* [Supplied entries]
=== Section Start ===

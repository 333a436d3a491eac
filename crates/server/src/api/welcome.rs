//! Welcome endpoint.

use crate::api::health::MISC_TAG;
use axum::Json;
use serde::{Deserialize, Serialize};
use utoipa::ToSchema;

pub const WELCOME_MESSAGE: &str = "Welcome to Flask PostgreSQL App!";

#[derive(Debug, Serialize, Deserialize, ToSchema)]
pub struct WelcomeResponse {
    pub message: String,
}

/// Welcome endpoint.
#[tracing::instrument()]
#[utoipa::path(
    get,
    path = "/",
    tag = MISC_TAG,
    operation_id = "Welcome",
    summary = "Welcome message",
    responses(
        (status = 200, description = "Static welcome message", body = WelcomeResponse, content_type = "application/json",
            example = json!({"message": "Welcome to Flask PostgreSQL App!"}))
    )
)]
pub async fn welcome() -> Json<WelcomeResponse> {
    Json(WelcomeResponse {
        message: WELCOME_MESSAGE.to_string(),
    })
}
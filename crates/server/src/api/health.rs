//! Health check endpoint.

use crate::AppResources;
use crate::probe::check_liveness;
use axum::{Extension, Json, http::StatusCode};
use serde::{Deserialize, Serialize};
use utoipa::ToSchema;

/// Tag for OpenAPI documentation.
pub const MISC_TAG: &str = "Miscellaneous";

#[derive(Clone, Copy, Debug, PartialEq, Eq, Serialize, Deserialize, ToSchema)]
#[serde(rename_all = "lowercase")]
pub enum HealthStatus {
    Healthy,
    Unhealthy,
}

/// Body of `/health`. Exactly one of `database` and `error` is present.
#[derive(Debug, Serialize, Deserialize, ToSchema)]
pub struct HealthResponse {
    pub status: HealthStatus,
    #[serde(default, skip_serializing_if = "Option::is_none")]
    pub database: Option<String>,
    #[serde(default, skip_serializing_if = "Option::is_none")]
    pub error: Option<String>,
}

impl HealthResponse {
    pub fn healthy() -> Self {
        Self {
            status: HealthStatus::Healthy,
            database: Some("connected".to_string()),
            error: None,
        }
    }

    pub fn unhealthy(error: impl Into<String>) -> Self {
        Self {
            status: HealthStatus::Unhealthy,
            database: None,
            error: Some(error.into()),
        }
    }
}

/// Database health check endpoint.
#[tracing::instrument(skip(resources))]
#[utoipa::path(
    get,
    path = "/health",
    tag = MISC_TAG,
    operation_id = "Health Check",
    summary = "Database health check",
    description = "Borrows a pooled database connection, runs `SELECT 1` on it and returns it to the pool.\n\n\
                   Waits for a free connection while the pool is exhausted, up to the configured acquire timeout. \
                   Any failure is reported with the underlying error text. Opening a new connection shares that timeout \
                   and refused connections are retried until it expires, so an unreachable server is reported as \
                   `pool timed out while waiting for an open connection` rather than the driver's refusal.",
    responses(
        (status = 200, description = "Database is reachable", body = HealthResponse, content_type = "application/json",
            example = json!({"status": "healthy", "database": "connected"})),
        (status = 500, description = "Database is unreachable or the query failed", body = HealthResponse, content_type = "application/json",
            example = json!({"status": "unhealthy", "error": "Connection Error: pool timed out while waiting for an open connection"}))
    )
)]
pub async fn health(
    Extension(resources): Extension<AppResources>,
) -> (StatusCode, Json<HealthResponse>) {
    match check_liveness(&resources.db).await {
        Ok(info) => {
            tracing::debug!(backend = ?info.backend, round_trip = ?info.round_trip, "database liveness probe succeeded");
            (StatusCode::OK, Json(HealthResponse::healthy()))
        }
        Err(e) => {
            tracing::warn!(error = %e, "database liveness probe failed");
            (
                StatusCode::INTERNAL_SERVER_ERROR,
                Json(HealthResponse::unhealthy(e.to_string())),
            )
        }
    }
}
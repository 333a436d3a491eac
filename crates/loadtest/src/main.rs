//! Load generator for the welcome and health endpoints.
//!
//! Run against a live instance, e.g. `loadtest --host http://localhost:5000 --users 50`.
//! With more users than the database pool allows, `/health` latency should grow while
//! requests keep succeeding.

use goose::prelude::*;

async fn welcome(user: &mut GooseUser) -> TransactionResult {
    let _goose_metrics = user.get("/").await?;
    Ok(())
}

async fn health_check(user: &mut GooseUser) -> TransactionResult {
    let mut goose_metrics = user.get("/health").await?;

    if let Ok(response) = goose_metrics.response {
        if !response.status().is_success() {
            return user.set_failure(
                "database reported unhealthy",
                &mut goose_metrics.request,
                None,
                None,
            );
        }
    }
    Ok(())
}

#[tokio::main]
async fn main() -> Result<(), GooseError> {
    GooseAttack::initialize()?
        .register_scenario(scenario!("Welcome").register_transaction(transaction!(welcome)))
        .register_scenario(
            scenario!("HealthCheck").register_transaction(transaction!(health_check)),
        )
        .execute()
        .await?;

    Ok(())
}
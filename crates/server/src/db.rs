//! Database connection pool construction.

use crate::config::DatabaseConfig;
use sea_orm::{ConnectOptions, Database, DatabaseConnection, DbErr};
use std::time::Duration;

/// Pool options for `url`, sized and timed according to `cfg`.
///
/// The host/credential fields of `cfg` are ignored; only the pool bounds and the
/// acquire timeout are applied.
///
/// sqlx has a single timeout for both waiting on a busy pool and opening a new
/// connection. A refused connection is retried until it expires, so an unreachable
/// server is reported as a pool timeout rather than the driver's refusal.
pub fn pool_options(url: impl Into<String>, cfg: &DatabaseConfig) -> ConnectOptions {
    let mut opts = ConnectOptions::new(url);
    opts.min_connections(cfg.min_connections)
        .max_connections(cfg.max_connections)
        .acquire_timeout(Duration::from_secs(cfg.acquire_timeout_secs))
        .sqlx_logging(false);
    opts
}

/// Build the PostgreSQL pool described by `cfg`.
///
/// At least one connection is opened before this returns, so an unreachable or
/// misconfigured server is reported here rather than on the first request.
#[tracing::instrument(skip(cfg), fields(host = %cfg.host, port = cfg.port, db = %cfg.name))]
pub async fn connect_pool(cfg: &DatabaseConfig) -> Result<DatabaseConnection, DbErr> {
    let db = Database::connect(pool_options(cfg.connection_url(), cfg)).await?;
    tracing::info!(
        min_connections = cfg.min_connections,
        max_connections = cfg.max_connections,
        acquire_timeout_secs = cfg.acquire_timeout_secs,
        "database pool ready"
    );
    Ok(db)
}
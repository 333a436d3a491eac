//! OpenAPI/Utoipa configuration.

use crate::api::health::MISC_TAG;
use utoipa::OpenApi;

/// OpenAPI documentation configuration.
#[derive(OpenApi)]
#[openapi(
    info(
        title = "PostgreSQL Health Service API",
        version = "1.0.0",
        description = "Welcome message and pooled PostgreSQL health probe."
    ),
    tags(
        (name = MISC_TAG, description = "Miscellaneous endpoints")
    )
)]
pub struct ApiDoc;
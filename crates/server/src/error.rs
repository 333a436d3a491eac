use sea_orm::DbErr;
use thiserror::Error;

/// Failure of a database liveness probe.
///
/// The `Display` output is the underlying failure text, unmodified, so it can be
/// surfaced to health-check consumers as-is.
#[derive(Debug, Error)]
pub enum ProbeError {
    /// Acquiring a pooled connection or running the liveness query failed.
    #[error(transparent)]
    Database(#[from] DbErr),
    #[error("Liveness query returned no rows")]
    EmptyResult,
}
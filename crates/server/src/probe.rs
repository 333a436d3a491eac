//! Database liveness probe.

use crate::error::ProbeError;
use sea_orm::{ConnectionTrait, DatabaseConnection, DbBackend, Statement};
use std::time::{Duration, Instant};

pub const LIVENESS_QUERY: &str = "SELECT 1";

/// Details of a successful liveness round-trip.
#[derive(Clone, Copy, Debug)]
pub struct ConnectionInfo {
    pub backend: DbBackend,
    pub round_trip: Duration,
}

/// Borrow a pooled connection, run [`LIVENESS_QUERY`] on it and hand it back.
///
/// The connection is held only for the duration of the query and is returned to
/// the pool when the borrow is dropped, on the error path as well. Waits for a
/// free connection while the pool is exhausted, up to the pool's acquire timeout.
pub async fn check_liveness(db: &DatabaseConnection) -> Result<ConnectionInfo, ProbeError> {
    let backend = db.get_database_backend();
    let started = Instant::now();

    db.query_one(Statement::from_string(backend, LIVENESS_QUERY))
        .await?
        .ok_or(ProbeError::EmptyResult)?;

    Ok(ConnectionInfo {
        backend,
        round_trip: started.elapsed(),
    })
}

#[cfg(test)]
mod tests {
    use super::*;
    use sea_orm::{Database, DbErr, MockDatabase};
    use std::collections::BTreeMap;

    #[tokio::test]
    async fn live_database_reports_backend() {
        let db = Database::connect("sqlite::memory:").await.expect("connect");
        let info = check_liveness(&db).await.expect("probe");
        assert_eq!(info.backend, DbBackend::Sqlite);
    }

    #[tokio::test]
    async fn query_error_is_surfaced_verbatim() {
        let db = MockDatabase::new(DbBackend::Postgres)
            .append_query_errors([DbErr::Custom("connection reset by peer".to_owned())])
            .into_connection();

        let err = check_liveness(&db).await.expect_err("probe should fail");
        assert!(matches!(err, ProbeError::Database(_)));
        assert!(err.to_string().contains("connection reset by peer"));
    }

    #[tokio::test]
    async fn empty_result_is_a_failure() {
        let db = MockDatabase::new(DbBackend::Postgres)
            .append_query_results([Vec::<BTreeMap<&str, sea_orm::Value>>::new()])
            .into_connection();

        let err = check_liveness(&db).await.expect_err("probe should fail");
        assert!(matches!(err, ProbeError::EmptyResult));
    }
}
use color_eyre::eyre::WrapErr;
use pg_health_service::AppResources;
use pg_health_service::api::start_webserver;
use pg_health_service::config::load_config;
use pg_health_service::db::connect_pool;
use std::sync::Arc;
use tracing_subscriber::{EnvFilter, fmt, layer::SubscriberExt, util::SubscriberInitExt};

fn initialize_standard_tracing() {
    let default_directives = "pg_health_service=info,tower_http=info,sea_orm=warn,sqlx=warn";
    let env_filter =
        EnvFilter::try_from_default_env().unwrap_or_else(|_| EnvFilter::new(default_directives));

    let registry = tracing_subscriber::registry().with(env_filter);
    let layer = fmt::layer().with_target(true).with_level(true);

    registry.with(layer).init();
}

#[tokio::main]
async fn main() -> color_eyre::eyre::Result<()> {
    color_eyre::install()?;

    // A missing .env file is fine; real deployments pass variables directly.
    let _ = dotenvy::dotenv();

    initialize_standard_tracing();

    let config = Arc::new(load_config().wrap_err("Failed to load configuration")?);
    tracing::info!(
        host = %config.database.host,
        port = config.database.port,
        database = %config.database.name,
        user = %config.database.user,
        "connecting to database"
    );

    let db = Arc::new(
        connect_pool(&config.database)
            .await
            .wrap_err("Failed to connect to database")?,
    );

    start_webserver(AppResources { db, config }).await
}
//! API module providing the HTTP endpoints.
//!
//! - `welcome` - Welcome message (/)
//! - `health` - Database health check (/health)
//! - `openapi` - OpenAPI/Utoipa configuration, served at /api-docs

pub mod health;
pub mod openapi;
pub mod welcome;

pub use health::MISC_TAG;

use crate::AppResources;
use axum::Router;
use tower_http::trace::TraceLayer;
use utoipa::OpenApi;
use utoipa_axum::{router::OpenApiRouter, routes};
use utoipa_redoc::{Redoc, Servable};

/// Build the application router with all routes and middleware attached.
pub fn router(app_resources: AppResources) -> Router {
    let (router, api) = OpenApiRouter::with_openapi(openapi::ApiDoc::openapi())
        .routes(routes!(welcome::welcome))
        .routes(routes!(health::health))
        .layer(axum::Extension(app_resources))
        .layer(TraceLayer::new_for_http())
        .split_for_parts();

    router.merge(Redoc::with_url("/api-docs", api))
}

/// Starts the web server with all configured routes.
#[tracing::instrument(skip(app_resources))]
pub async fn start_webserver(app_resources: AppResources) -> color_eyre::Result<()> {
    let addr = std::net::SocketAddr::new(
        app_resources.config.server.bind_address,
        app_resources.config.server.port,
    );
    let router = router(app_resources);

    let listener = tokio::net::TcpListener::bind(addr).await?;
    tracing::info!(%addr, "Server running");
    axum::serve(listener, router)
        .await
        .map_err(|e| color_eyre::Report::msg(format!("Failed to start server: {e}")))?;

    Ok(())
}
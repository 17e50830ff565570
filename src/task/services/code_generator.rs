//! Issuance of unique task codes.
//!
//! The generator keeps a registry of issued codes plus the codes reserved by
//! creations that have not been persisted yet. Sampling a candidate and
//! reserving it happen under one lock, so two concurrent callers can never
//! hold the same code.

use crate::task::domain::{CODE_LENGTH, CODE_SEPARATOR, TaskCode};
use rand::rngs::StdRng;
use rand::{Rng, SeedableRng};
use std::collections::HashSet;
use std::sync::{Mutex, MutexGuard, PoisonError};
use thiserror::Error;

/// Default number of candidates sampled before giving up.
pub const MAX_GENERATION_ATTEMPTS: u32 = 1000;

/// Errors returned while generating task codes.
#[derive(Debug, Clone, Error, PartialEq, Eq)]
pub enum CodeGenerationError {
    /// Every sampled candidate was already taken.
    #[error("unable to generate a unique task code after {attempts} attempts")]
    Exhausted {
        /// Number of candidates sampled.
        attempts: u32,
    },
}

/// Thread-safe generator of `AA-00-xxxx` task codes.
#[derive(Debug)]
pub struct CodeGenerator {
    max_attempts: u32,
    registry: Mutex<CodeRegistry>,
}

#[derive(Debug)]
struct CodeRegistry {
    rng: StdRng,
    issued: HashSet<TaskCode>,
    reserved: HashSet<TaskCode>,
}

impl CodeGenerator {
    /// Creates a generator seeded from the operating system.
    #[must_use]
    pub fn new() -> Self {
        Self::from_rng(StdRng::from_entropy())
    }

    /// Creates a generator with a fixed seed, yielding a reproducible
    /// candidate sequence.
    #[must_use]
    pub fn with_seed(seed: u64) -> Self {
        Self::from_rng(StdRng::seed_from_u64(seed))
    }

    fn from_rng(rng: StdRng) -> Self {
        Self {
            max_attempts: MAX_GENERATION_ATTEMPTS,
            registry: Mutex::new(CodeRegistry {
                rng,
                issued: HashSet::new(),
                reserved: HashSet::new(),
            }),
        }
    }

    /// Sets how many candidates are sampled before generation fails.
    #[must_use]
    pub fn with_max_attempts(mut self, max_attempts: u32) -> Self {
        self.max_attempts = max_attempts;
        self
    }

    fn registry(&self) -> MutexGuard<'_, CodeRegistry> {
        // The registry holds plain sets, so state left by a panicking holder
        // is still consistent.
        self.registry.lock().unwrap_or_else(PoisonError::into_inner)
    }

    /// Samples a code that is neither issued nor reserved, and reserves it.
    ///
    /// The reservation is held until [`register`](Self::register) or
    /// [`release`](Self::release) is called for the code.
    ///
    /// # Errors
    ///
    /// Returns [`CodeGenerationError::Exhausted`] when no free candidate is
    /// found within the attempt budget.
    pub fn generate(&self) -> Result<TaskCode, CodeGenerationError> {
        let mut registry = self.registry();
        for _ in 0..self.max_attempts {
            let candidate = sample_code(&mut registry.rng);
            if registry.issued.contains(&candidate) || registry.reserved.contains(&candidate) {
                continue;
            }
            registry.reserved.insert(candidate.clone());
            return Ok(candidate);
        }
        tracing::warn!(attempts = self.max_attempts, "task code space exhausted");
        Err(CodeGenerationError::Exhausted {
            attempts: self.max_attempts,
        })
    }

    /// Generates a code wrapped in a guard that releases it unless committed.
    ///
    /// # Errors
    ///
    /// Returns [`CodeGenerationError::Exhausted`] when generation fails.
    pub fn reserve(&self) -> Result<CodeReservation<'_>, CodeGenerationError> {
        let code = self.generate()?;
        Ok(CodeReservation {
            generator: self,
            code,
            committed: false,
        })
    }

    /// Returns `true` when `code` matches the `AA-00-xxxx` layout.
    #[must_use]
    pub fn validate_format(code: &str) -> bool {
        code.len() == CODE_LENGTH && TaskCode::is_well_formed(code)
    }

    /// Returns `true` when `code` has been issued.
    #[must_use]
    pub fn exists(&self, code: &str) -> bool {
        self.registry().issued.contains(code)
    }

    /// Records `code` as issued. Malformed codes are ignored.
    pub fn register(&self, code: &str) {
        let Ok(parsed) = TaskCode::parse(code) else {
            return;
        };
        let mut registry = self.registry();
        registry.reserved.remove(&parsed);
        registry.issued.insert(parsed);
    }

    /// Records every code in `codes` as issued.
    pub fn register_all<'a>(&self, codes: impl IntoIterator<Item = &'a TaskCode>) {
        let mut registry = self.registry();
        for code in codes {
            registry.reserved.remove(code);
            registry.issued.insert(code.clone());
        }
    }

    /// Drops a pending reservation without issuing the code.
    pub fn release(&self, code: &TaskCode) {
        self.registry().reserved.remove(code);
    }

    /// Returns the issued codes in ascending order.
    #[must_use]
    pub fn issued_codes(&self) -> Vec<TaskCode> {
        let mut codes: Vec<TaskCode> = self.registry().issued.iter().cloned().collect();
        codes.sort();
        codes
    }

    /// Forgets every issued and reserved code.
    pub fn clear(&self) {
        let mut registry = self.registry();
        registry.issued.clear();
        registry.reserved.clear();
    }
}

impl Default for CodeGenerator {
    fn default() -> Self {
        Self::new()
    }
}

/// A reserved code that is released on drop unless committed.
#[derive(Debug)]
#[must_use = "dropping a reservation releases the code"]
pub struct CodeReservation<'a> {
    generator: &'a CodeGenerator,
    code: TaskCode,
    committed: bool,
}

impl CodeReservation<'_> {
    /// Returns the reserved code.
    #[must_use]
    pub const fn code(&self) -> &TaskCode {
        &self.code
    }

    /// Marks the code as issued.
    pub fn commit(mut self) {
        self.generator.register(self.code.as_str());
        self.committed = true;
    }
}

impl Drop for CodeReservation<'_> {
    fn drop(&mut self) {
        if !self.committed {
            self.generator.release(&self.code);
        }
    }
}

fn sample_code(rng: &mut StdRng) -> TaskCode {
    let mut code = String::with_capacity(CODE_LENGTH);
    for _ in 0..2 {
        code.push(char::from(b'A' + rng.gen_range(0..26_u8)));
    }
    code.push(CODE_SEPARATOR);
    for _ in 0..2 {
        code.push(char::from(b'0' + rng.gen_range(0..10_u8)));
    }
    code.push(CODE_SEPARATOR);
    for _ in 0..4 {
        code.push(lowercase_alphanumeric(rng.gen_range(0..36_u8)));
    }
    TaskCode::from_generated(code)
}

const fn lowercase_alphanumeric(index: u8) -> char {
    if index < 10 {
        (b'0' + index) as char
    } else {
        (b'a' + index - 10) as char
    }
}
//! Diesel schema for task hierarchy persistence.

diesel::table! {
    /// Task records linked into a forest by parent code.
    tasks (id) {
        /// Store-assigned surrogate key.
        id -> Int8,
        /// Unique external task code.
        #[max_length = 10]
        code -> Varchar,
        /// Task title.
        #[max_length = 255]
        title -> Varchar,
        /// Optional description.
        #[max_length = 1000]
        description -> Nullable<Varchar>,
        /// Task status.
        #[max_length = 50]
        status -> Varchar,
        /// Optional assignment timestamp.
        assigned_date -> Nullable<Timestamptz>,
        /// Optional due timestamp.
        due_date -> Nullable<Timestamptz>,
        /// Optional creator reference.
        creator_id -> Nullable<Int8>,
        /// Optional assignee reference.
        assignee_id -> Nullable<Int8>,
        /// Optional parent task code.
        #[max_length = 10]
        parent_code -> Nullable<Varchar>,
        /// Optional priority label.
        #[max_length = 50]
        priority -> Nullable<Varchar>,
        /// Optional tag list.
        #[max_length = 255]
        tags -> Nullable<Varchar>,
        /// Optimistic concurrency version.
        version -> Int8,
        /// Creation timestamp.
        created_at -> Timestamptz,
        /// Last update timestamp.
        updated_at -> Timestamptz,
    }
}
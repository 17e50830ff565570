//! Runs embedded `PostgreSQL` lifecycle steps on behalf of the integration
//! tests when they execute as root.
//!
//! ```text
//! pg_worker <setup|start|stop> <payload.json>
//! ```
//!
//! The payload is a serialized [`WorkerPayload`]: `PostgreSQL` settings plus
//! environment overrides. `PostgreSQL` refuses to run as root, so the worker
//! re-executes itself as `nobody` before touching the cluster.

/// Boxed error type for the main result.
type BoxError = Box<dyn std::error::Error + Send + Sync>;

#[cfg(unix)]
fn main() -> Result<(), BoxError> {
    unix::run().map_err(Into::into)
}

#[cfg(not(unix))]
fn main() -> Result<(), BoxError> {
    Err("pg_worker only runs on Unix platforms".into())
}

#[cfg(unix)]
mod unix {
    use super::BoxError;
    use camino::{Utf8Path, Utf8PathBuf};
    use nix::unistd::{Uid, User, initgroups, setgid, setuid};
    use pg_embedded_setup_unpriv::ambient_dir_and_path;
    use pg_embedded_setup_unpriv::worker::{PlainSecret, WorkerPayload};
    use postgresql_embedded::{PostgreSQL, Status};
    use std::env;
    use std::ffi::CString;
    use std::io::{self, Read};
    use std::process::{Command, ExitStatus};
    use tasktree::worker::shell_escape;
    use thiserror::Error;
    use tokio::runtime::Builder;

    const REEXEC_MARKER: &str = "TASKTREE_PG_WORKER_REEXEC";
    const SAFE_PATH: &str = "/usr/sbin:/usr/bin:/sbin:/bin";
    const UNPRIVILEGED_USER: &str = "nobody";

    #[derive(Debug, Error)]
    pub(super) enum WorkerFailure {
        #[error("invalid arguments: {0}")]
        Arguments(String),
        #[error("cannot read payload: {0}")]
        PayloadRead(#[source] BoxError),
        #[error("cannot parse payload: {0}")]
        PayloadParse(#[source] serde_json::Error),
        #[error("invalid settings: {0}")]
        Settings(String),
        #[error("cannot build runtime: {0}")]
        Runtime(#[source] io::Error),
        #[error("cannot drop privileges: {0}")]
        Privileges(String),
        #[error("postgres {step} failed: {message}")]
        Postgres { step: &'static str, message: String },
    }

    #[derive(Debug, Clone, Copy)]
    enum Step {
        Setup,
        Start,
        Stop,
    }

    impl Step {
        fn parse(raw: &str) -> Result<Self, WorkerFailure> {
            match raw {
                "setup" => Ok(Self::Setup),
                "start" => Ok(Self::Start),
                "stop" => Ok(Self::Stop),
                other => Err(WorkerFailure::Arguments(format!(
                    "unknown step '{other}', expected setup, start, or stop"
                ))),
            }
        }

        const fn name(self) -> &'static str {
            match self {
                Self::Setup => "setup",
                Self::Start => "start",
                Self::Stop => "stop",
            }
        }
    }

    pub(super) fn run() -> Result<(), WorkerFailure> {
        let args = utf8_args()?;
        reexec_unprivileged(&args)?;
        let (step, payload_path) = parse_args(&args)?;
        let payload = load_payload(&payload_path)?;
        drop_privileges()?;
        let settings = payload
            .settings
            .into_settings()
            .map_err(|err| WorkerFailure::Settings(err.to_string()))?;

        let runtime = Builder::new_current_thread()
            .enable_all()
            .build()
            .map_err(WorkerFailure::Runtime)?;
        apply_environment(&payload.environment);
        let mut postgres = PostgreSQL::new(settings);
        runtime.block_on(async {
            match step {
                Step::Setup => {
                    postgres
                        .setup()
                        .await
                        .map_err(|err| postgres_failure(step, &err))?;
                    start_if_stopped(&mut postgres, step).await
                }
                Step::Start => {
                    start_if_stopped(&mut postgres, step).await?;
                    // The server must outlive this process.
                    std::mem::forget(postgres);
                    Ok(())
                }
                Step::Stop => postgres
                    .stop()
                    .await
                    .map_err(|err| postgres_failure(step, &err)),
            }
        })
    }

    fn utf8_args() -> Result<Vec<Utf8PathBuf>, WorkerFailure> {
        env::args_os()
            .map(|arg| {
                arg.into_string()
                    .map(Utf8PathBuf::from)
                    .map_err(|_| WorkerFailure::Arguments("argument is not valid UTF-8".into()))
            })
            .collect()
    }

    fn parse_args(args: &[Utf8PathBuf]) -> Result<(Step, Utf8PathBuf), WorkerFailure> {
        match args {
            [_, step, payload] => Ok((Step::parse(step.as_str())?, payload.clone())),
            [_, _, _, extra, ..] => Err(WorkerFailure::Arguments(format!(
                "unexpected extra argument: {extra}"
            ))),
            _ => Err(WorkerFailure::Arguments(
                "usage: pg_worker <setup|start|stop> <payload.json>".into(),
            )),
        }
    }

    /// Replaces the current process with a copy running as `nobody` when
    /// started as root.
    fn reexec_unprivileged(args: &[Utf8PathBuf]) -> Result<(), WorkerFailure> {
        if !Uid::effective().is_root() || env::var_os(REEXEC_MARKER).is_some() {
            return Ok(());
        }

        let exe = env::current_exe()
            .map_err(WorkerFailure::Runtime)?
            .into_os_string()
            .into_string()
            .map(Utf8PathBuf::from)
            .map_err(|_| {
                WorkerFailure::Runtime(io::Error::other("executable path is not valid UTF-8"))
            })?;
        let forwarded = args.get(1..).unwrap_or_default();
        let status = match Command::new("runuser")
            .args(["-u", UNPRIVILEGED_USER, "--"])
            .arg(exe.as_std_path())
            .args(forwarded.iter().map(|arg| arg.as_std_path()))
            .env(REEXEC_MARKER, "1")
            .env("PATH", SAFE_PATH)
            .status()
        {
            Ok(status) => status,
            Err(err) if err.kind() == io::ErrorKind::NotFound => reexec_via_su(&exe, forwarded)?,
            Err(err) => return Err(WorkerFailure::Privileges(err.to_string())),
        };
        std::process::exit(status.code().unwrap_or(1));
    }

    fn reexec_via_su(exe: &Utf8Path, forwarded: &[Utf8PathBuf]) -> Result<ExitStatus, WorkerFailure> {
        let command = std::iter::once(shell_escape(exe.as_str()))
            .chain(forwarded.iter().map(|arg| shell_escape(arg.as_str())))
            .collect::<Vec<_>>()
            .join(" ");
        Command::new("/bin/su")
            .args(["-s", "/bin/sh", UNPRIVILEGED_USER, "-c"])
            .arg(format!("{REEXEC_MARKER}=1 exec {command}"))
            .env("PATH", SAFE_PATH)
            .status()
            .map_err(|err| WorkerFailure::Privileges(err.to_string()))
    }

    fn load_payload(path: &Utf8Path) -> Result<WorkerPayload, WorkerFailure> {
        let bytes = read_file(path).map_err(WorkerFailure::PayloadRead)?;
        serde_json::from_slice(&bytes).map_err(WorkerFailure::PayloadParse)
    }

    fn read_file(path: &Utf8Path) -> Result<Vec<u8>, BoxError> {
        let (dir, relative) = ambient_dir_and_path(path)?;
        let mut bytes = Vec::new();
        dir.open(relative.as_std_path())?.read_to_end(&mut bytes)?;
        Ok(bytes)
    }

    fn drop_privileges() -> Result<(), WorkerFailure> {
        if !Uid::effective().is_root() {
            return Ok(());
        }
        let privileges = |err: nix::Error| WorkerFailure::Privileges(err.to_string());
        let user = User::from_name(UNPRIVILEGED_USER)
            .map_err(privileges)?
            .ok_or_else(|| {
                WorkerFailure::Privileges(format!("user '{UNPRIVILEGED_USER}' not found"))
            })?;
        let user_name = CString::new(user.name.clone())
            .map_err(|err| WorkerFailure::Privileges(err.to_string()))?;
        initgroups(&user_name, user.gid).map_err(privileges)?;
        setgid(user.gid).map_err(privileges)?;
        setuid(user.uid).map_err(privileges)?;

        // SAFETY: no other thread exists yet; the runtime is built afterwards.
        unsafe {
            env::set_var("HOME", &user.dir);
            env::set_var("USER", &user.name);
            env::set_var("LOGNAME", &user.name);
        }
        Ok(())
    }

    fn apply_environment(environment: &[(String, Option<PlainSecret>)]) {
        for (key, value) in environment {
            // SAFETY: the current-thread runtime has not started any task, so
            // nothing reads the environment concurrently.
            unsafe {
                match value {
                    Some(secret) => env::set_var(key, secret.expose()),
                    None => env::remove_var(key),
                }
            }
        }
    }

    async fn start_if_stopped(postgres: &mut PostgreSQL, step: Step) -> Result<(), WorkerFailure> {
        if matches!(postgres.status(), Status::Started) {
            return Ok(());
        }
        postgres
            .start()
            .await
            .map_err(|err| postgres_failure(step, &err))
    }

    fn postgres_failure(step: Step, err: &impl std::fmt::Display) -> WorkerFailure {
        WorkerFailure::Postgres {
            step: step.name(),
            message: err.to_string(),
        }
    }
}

=== Section End ===

* [What you need to do]
Say how many lines in the records contain the string "matches", and say nothing else.

* [Answer below]
4